Il più antico documento conosciuto spettante alla chiesa è costituito da un'iscrizione (Fl. Ricimer. v. i. magister utriusque militiae patricius et excons. ord. pro voto suo adornavit) riguardante il mosaico absidale (raffigurante Cristo sul globo, con il rotulo e la mano alzata, in mezzo ai dodici apostoli vestiti con il pallio) fatto eseguire intorno al 467 dal patrizio Flavio Ricimero, comandante di origine germanica delle truppe dell'ormai moribondo impero romano d'occidente (l'arianesimo essendo allora professato da molti popoli germanici da poco cristianizzati). Il mosaico andò distrutto nel XVI secolo; del mosaico (e dell'iscrizione) rimane un disegno cinquecentesco a colori nella Biblioteca Apostolica Vaticana, opera di Francesco Penna.

La chiesa, che aveva continuato nel culto ariano anche sotto il successivo regno ostrogoto, fu restaurata nel 592 da papa Gregorio I Magno (590-604) che la consacrò alla religione cattolica. Fu poi nuovamente restaurata sotto papa Leone III (795-816); e fu forse in tale occasione che vi fu annesso il monastero benedettino (i cui ultimi resti medioevali sono stati distrutti per la creazione del palazzo della Banca d'Italia). L'aspetto attuale si deve agli interventi del 1637, del sec. XIX e del 1932; attualmente è officiata da monaci irlandesi

Visita

Nella sua struttura essenziale ricorda ancora fedelmente la costruzione del V secolo, pur sotto le vesti del rifacimento complessivo di Domenico Castelli intorno al 1630.

La facciata, come già detto, si apre su via Mazzarino, una traversa di via Panisperna, e dà adito ad un suggestivo atrio quadriportico posto ad un livello più basso rispetto al piano stradale attuale e fa  parte della ricostruzione del 1630 sul sito di quello antico. Nel braccio destro dell'atrio si conservano i resti di recinzioni presbiteriali - frammenti di plutei, pilastrini - di età altomedioevale (V-IX secolo), provenienti dall'antica suppellettile della chiesa.

L'interno della chiesa è a tre navate, divise da sedici colonne ioniche con fusti di granito; i capitelli furono rivestiti in stucco nel Seicento. Le arcate erano in origine sette per parte, ma nel sec. XVII furono chiuse le due estreme. All'esterno si può cogliere l'aspetto della costruzione primitiva nell'abside e sul fianco destro, in cui si aprono piccole finestre d'età romanica.
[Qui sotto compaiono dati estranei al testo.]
impl Query {
  pub(crate) fn new(config: QueryConfig) -> Self {
    let options = match &config.default_options {
      Some(defaults) => config.options.with_defaults(defaults),
      None => config.options,
    };
    let initial_state = config.state.unwrap_or_else(|| default_state(&options));

    let query = Query {
      inner: Arc::new(QueryInner {
        query_key: options.query_key.clone().unwrap_or_default(),
        query_hash: options.get_query_hash(),
        default_options: config.default_options,
        options: RwLock::new(QueryOptions::default()),
        state: Mutex::new(initial_state.clone()),
        initial_state,
        revert_state: Mutex::new(None),
        observers: Mutex::new(Vec::new()),
        active_fetch: Mutex::new(None),
        cache_time: Mutex::new(Duration::ZERO),
        gc: Timeout::default(),
        cache: config.cache,
        ctx: config.ctx,
      }),
    };
    query.update_cache_time(options.cache_time);
    *query.inner.options.write() = options;
    query.schedule_gc();
    query
  }

  pub fn key(&self) -> &QueryKey {
    &self.inner.query_key
  }

  pub fn hash(&self) -> &str {
    &self.inner.query_hash
  }

  pub fn state(&self) -> QueryState {
    self.inner.state.lock().clone()
  }

  pub fn options(&self) -> QueryOptions {
    self.inner.options.read().clone()
  }

  pub fn meta(&self) -> Option<Value> {
    self.inner.options.read().meta.clone()
  }

  pub fn ptr_eq(&self, other: &Query) -> bool {
    Arc::ptr_eq(&self.inner, &other.inner)
  }

  /// Replaces the options, layered over this query's per-key defaults.
  pub fn set_options(&self, options: QueryOptions) {
    let options = match &self.inner.default_options {
      Some(defaults) => options.with_defaults(defaults),
      None => options,
    };
    self.update_cache_time(options.cache_time);
    *self.inner.options.write() = options;
  }

  /// Writes data as a successful update. Returns the stored value, which is
  /// the previous one when structural sharing found nothing changed.
  pub fn set_data(&self, data: Value, options: SetDataOptions) -> Value {
    let previous = self.inner.state.lock().data.clone();
    let sharing = self.inner.options.read().get_structural_sharing();
    let data = replace_data(previous.as_ref(), data, sharing);
    self.dispatch(QueryAction::Success {
      data: data.clone(),
      data_updated_at: options.updated_at,
      manual: options.manual,
    });
    data
  }

  pub fn set_state(&self, state: QueryState) {
    self.dispatch(QueryAction::SetState { state });
  }

  /// Cancels the running fetch, if any. Resolves once it has settled.
  pub fn cancel(&self, options: CancelOptions) -> impl Future<Output = ()> + Send + 'static {
    let active = self.inner.active_fetch.lock().clone();
    let promise = active.as_ref().map(|active| active.retryer.promise());
    if let Some(active) = active {
      active.retryer.cancel(options);
    }
    async move {
      if let Some(promise) = promise {
        let _ = promise.await;
      }
    }
  }

  /// Stops timers and silently cancels any running fetch.
  pub(crate) fn destroy(&self) {
    self.inner.gc.clear();
    let _ = self.cancel(CancelOptions::SILENT);
  }

  /// Back to the state the query was created with.
  pub fn reset(&self) {
    self.destroy();
    self.set_state(self.inner.initial_state.clone());
    if self.observers_count() == 0 {
      self.schedule_gc();
    }
  }

  /// True when at least one observer is enabled.
  pub fn is_active(&self) -> bool {
    self.observers().iter().any(|observer| observer.options().is_enabled())
  }

  /// True when observed, but only by disabled observers.
  pub fn is_disabled(&self) -> bool {
    self.observers_count() > 0 && !self.is_active()
  }

  pub fn is_stale(&self) -> bool {
    let (invalidated, updated_at) = {
      let state = self.inner.state.lock();
      (state.is_invalidated, state.data_updated_at)
    };
    invalidated
      || updated_at == 0
      || self
        .observers()
        .iter()
        .any(|observer| observer.get_current_result().is_stale)
  }

  pub fn is_stale_by_time(&self, stale_time: Duration) -> bool {
    let state = self.inner.state.lock();
    state.is_invalidated
      || state.data_updated_at == 0
      || time_until_stale(state.data_updated_at, stale_time).is_zero()
  }

  pub fn invalidate(&self) {
    if !self.inner.state.lock().is_invalidated {
      self.dispatch(QueryAction::Invalidate);
    }
  }

  /// Wakes a paused fetch if the environment allows it.
  pub fn resume_fetch(&self) -> bool {
    let active = self.inner.active_fetch.lock().clone();
    active.is_some_and(|active| active.retryer.resume())
  }

  pub(crate) fn on_focus(&self) {
    let observer = self
      .observers()
      .into_iter()
      .find(QueryObserver::should_fetch_on_window_focus);
    if let Some(observer) = observer {
      drop(observer.refetch(RefetchOptions::default().cancel_refetch(false)));
    }
    self.resume_fetch();
  }

  pub(crate) fn on_online(&self) {
    let observer = self
      .observers()
      .into_iter()
      .find(QueryObserver::should_fetch_on_reconnect);
    if let Some(observer) = observer {
      drop(observer.refetch(RefetchOptions::default().cancel_refetch(false)));
    }
    self.resume_fetch();
  }

  /// Live observers, oldest first.
  pub fn observers(&self) -> Vec<QueryObserver> {
    let mut observers = self.inner.observers.lock();
    observers.retain(|(_, weak)| weak.strong_count() > 0);
    observers
      .iter()
      .filter_map(|(_, weak)| weak.upgrade())
      .map(|inner| QueryObserver { inner })
      .collect()
  }

  pub fn observers_count(&self) -> usize {
    let mut observers = self.inner.observers.lock();
    observers.retain(|(_, weak)| weak.strong_count() > 0);
    observers.len()
  }

  pub(crate) fn add_observer(&self, observer: &QueryObserver) {
    let id = observer.id();
    let added = {
      let mut observers = self.inner.observers.lock();
      if observers.iter().any(|(existing, _)| *existing == id) {
        false
      } else {
        observers.push((id, Arc::downgrade(&observer.inner)));
        true
      }
    };
    if added {
      self.inner.gc.clear();
      self.notify_cache(QueryCacheEvent::ObserverAdded {
        query: self.clone(),
        observer_id: id,
      });
    }
  }

  pub(crate) fn remove_observer(&self, observer_id: u64) {
    let (removed, empty) = {
      let mut observers = self.inner.observers.lock();
      let before = observers.len();
      observers.retain(|(id, weak)| *id != observer_id && weak.strong_count() > 0);
      (observers.len() != before, observers.is_empty())
    };
    if !removed {
      return;
    }

    if empty {
      let active = self.inner.active_fetch.lock().clone();
      if let Some(active) = active {
        // A query function that took the signal can be aborted outright.
        if active.signal.is_consumed() {
          active.retryer.cancel(CancelOptions {
            revert: true,
            silent: false,
          });
        } else {
          active.retryer.cancel_retry();
        }
      }
      self.schedule_gc();
    }

    self.notify_cache(QueryCacheEvent::ObserverRemoved {
      query: self.clone(),
      observer_id,
    });
  }

  /// Starts a fetch, or joins the one already running.
  ///
  /// The work starts before this returns; dropping the returned future does
  /// not cancel it.
  pub fn fetch(&self, options: Option<QueryOptions>, fetch_options: FetchOptions) -> QueryPromise {
    while let Some(active) = self.running_fetch() {
      if self.inner.state.lock().data_updated_at != 0 && fetch_options.cancel_refetch {
        active.retryer.cancel(CancelOptions::SILENT);
      } else {
        active.retryer.continue_retry();
        return active.retryer.promise();
      }
    }

    if let Some(options) = options {
      self.set_options(options);
    }
    if self.inner.options.read().query_fn.is_none() {
      let donor = self
        .observers()
        .into_iter()
        .map(|observer| observer.options())
        .find(|options| options.query_fn.is_some());
      if let Some(options) = donor {
        self.set_options(options);
      }
    }

    let options = self.options();
    let state = self.state();
    let signal = AbortSignal::default();
    let context = FetchContext {
      query_key: self.inner.query_key.clone(),
      query_hash: self.inner.query_hash.clone(),
      options: options.clone(),
      state: state.clone(),
      fetch_options: fetch_options.clone(),
      signal: signal.clone(),
    };
    let attempt = match &options.behavior {
      Some(behavior) => behavior.attempt(context),
      None => default_attempt(context),
    };

    let fetch_id = NEXT_FETCH_ID.fetch_add(1, Ordering::Relaxed);
    let weak = Arc::downgrade(&self.inner);
    let config = RetryerConfig::new(attempt)
      .retry(options.get_retry())
      .retry_delay(options.get_retry_delay())
      .network_mode(options.get_network_mode())
      .abort({
        let signal = signal.clone();
        move || signal.cancel()
      })
      .on_success({
        let weak = weak.clone();
        move |data: &Value| {
          if let Some(query) = upgrade(&weak) {
            query.on_fetch_success(fetch_id, data.clone());
          }
        }
      })
      .on_error({
        let weak = weak.clone();
        move |error: &Error| {
          if let Some(query) = upgrade(&weak) {
            query.on_fetch_error(fetch_id, error);
          }
        }
      })
      .on_fail({
        let weak = weak.clone();
        move |failure_count, error: &Error| {
          if let Some(query) = upgrade(&weak) {
            query.dispatch(QueryAction::Failed {
              failure_count,
              error: error.clone(),
            });
          }
        }
      })
      .on_pause({
        let weak = weak.clone();
        move || {
          if let Some(query) = upgrade(&weak) {
            query.dispatch(QueryAction::Pause);
          }
        }
      })
      .on_continue(move || {
        if let Some(query) = upgrade(&weak) {
          query.dispatch(QueryAction::Continue);
        }
      });

    // The run is recorded before anyone hears about it, so a fetch issued
    // from a listener finds it. A run recorded by another thread meanwhile
    // wins and this one is never spawned.
    let retryer = Retryer::new(config, self.inner.ctx.clone());
    {
      let mut active = self.inner.active_fetch.lock();
      if let Some(current) = active.as_ref().filter(|current| !current.retryer.is_settled()) {
        current.retryer.continue_retry();
        return current.retryer.promise();
      }
      *active = Some(ActiveFetch {
        id: fetch_id,
        retryer: retryer.clone(),
        signal,
      });
    }

    *self.inner.revert_state.lock() = Some(state.clone());
    let direction = fetch_options.direction();
    if state.fetch_status == FetchStatus::Idle || state.fetch_direction != direction {
      let can_fetch = self.inner.ctx.can_fetch(options.get_network_mode());
      self.dispatch(QueryAction::Fetch { direction, can_fetch });
    }

    tracing::debug!(query_hash = %self.hash(), "fetching query");
    retryer.spawn();
    retryer.promise()
  }

  fn running_fetch(&self) -> Option<ActiveFetch> {
    let active = self.inner.active_fetch.lock();
    active.as_ref().filter(|active| !active.retryer.is_settled()).cloned()
  }

  fn clear_active_fetch(&self, fetch_id: u64) {
    let mut active = self.inner.active_fetch.lock();
    if active.as_ref().is_some_and(|active| active.id == fetch_id) {
      *active = None;
    }
  }

  fn on_fetch_success(&self, fetch_id: u64, data: Value) {
    self.clear_active_fetch(fetch_id);
    let data = self.set_data(data, SetDataOptions::default());
    if let Some(cache) = self.cache() {
      cache.on_query_success(&data, self);
    }
    self.schedule_gc();
  }

  fn on_fetch_error(&self, fetch_id: u64, error: &Error) {
    self.clear_active_fetch(fetch_id);
    let silent = error.cancel_options().is_some_and(|options| options.silent);
    if !silent {
      self.dispatch(QueryAction::Error { error: error.clone() });
    }
    if !error.is_cancelled() {
      if let Some(cache) = self.cache() {
        cache.on_query_error(error, self);
      }
      tracing::error!(query_hash = %self.hash(), %error, "query failed");
    }
    self.schedule_gc();
  }

  /// Applies a state transition and tells observers and the cache.
  pub(crate) fn dispatch(&self, action: QueryAction) {
    {
      let revert = self.inner.revert_state.lock().clone();
      let mut current = self.inner.state.lock();
      *current = state::reduce(&current, &action, revert.as_ref());
    }

    let observers = self.observers();
    self.inner.ctx.notify.batch(|| {
      for observer in &observers {
        observer.on_query_update(&action);
      }
      self.notify_cache(QueryCacheEvent::Updated {
        query: self.clone(),
        action,
      });
    });
  }

  fn notify_cache(&self, event: QueryCacheEvent) {
    if let Some(cache) = self.cache() {
      cache.notify(event);
    }
  }

  fn cache(&self) -> Option<QueryCache> {
    self.inner.cache.upgrade().map(QueryCache::from_inner)
  }

  pub(crate) fn update_cache_time(&self, cache_time: Option<Duration>) {
    let mut current = self.inner.cache_time.lock();
    *current = (*current).max(cache_time.unwrap_or(DEFAULT_CACHE_TIME));
  }

  pub(crate) fn schedule_gc(&self) {
    let cache_time = *self.inner.cache_time.lock();
    self.schedule_gc_after(cache_time);
  }

  fn schedule_gc_after(&self, delay: Duration) {
    if !is_valid_timeout(delay) {
      self.inner.gc.clear();
      return;
    }
    let weak = Arc::downgrade(&self.inner);
    self.inner.gc.schedule(&self.inner.ctx, delay, move || {
      if let Some(query) = upgrade(&weak) {
        query.optional_remove();
      }
    });
  }

  fn optional_remove(&self) {
    if self.observers_count() > 0 {
      return;
    }
    if self.state().fetch_status != FetchStatus::Idle {
      let cache_time = *self.inner.cache_time.lock();
      self.schedule_gc_after(cache_time.max(GC_RECHECK));
      return;
    }
    if let Some(cache) = self.cache() {
      tracing::trace!(query_hash = %self.hash(), "collecting unused query");
      cache.remove(self);
    }
  }
}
Nel presbiterio è collocato un ciborio databile al XII o al XIII secolo (ricomposto nel 1932), con quattro slanciate colonnine in pavonazzetto con decorazioni cosmatesche e copertura a tempietto. Nel catino absidale vi è un affresco seicentesco con la Gloria di S. Agata, in sostituzione del mosaico dell'epoca del fondatore Ricimero, andato perduto in seguito ad un crollo nel XVI secolo.

 

Da notare anche il campanile della seconda metà del XII secolo.